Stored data
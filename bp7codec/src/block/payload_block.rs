// Copyright (C) 2023 Felix Huettner
//
// This file is part of DTRD.
//
// DTRD is free software: you can redistribute it and/or modify
// it under the terms of the GNU General Public License as published by
// the Free Software Foundation, either version 3 of the License, or
// (at your option) any later version.
//
// DTRD is distributed in the hope that it will be useful,
// but WITHOUT ANY WARRANTY; without even the implied warranty of
// MERCHANTABILITY or FITNESS FOR A PARTICULAR PURPOSE.  See the
// GNU General Public License for more details.
//
// You should have received a copy of the GNU General Public License
// along with this program.  If not, see <https://www.gnu.org/licenses/>.

use std::fmt::Debug;

use serde::Serialize;

/// Application data, carried as-is. The codec never looks inside.
#[derive(PartialEq, Eq, Clone)]
pub struct PayloadBlock {
    pub data: Vec<u8>,
}

impl Debug for PayloadBlock {
    fn fmt(&self, f: &mut std::fmt::Formatter<'_>) -> std::fmt::Result {
        f.debug_struct("PayloadBlock")
            .field("data (length)", &self.data.len())
            .finish()
    }
}

impl Serialize for PayloadBlock {
    fn serialize<S>(&self, serializer: S) -> Result<S::Ok, S::Error>
    where
        S: serde::Serializer,
    {
        serializer.serialize_bytes(&self.data)
    }
}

> _HOW TO COMPLETE THIS TASK_:
Reproduce verbatim the lines above, from the line with "the License, or" through the line with "impl Debug for".

> _RESULT FOR THIS EXERCISE_:
// the Free Software Foundation, either version 3 of the License, or
// (at your option) any later version.
//
// DTRD is distributed in the hope that it will be useful,
// but WITHOUT ANY WARRANTY; without even the implied warranty of
// MERCHANTABILITY or FITNESS FOR A PARTICULAR PURPOSE.  See the
// GNU General Public License for more details.
//
// You should have received a copy of the GNU General Public License
// along with this program.  If not, see <https://www.gnu.org/licenses/>.

use std::fmt::Debug;

use serde::Serialize;

/// Application data, carried as-is. The codec never looks inside.
#[derive(PartialEq, Eq, Clone)]
pub struct PayloadBlock {
    pub data: Vec<u8>,
}

impl Debug for PayloadBlock {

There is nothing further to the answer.